Task details: Below are some records. Copy every line in them that holds "DangerAcceptInvalid".
——
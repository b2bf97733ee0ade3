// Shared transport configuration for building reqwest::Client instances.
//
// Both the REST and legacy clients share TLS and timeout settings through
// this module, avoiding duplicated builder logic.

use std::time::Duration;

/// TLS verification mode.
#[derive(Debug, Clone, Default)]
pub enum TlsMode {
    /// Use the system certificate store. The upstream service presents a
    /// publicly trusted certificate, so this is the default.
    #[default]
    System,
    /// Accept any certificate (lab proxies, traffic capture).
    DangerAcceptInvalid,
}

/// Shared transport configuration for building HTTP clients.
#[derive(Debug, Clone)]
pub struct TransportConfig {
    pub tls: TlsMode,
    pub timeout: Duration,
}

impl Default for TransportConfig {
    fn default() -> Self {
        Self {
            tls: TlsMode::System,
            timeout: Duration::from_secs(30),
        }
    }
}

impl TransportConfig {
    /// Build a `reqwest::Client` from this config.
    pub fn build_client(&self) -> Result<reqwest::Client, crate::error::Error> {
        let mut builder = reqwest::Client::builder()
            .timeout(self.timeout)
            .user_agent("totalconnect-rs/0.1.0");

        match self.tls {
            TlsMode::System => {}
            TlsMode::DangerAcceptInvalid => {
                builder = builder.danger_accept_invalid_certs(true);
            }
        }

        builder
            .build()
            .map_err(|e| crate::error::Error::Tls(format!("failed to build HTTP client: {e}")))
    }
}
——
Output of the exercise:
    DangerAcceptInvalid,
            TlsMode::DangerAcceptInvalid => {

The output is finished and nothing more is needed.